# Need opinions for my 4th loft please!!



## The_Dirteeone (Apr 18, 2010)

I am about to build my 4th loft,and was contemplating an all wire floor.I live in georgia,and have talked to one person who has 3 walls partially wire and all wire in the floor.I guess what concerns me most is he says no heat is used in his loft in the winter.The wire floor sure would be nice as far as scraping goes.As of now my other loft has a 12 by 48 wire opening in floor for scraping and helps in air flow too.


----------



## rapid fire (Mar 5, 2009)

I just finished my loft and it has an all wire floor. I plan to close off around it in the winter with plastic. I use a 250 watt heat lamp in the winter to keep the water thawed. Check out my post below for info on my loft. I am only 45 min from you.


----------



## The_Dirteeone (Apr 18, 2010)

Thanks !Where do you live,I am in newnan GA,48 miles south west of ATL.


----------



## rapid fire (Mar 5, 2009)

Powder Springs.


----------



## JaxRacingLofts (Apr 11, 2010)

rapid fire said:


> I just finished my loft and it has an all wire floor. I plan to close off around it in the winter with plastic. I use a 250 watt heat lamp in the winter to keep the water thawed. Check out my post below for info on my loft. I am only 45 min from you.
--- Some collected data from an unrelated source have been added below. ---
//! Reconnect backoff configuration and delay calculation.
//!
//! Provides the types and math for reconnect scheduling. The async side
//! (sleeping, cancelling, drawing random numbers) lives in `pulse-client`;
//! this module only contains the portable building blocks:
//!
//! - [`BackoffConfig`]: attempt budget, base/cap delays, jitter width
//! - [`calculate_backoff_delay`]: capped exponential delay
//! - [`calculate_backoff_delay_with_random`]: the same plus additive jitter

use std::time::Duration;

use serde::{Deserialize, Serialize};

// ─────────────────────────────────────────────────────────────────────────────
// Configuration
// ─────────────────────────────────────────────────────────────────────────────

/// Default reconnect attempt budget.
pub const DEFAULT_MAX_ATTEMPTS: u32 = 5;
/// Default base delay in milliseconds.
pub const DEFAULT_BASE_DELAY_MS: u64 = 3000;
/// Default delay cap in milliseconds (before jitter).
pub const DEFAULT_MAX_DELAY_MS: u64 = 30_000;
/// Default jitter width in milliseconds.
pub const DEFAULT_JITTER_MS: u64 = 1000;

/// Reconnect backoff parameters.
#[derive(Clone, Debug, PartialEq, Eq, Serialize, Deserialize)]
pub struct BackoffConfig {
    /// Maximum number of reconnect attempts (default: 5).
    #[serde(default = "default_max_attempts")]
    pub max_attempts: u32,
    /// Base delay for exponential backoff in ms (default: 3000).
    #[serde(default = "default_base_delay_ms")]
    pub base_delay_ms: u64,
    /// Cap on the exponential part in ms (default: 30000).
    #[serde(default = "default_max_delay_ms")]
    pub max_delay_ms: u64,
    /// Width of the uniform jitter added on top, in ms (default: 1000).
    #[serde(default = "default_jitter_ms")]
    pub jitter_ms: u64,
}

fn default_max_attempts() -> u32 {
    DEFAULT_MAX_ATTEMPTS
}
fn default_base_delay_ms() -> u64 {
    DEFAULT_BASE_DELAY_MS
}
fn default_max_delay_ms() -> u64 {
    DEFAULT_MAX_DELAY_MS
}
fn default_jitter_ms() -> u64 {
    DEFAULT_JITTER_MS
}

impl Default for BackoffConfig {
    fn default() -> Self {
        Self {
            max_attempts: DEFAULT_MAX_ATTEMPTS,
            base_delay_ms: DEFAULT_BASE_DELAY_MS,
            max_delay_ms: DEFAULT_MAX_DELAY_MS,
            jitter_ms: DEFAULT_JITTER_MS,
        }
    }
}

impl BackoffConfig {
    /// Half-open range `[low, high)` of delays for a zero-based attempt.
    #[must_use]
    pub fn delay_bounds_ms(&self, attempt: u32) -> (u64, u64) {
        let low = calculate_backoff_delay(attempt, self.base_delay_ms, self.max_delay_ms);
        (low, low.saturating_add(self.jitter_ms.max(1)))
    }

    /// Delay for a zero-based attempt given `random` in `[0.0, 1.0)`.
    #[must_use]
    pub fn delay_with_random(&self, attempt: u32, random: f64) -> Duration {
        Duration::from_millis(calculate_backoff_delay_with_random(
            attempt,
            self.base_delay_ms,
            self.max_delay_ms,
            self.jitter_ms,
            random,
        ))
    }
}

// ─────────────────────────────────────────────────────────────────────────────
// Backoff calculation
// ─────────────────────────────────────────────────────────────────────────────

/// Capped exponential delay: `min(max_delay, base_delay * 2^attempt)`.
///
/// `attempt` is zero-based (0 for the first retry). Large attempts saturate
/// instead of overflowing.
#[must_use]
pub fn calculate_backoff_delay(attempt: u32, base_delay_ms: u64, max_delay_ms: u64) -> u64 {
    let exponential = base_delay_ms.saturating_mul(1u64 << attempt.min(31));
    exponential.min(max_delay_ms)
}

/// Capped exponential delay plus additive jitter.
///
/// `random` should be a value in `[0.0, 1.0)` from a PRNG; the result lies
/// in `[capped, capped + jitter_ms)`. Out-of-range or `NaN` inputs are
/// clamped.
#[must_use]
#[allow(
    clippy::cast_precision_loss,
    clippy::cast_possible_truncation,
    clippy::cast_sign_loss
)]
pub fn calculate_backoff_delay_with_random(
    attempt: u32,
    base_delay_ms: u64,
    max_delay_ms: u64,
    jitter_ms: u64,
    random: f64,
) -> u64 {
    let capped = calculate_backoff_delay(attempt, base_delay_ms, max_delay_ms);
    let random = if random.is_nan() {
        0.0
    } else {
        random.clamp(0.0, 1.0)
    };
    let jitter = ((jitter_ms as f64) * random).floor() as u64;
    capped.saturating_add(jitter.min(jitter_ms.saturating_sub(1)))
}

// ─────────────────────────────────────────────────────────────────────────────
// Tests
// ─────────────────────────────────────────────────────────────────────────────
You guys get a hard freeze in Georgia in the winter? I've been re-thinking this whole ventilation "draft" thing and I am leaning to wards a cool breeze is a blessing here in Florida..the temps are high but the heat index is close to record breaking.


----------



## Wingsonfire (Dec 22, 2009)

Pigeons can handle the extreme cold temperatures more so than the extreme heat.


----------



## Matt Bell (May 5, 2010)

Yeah, I wouldn't worry about cold in Georgia, the birds would be fine if you decide to go with an all wire floor.


----------



## rapid fire (Mar 5, 2009)

My mama asked how I was going to keep my birds from freezing last winter. I asked her how she thought wild birds kept from freezing. Her reply was, "well, I never really thought about it." God took care of that issue for us. I will however block as many drafts as possible during the winter.


----------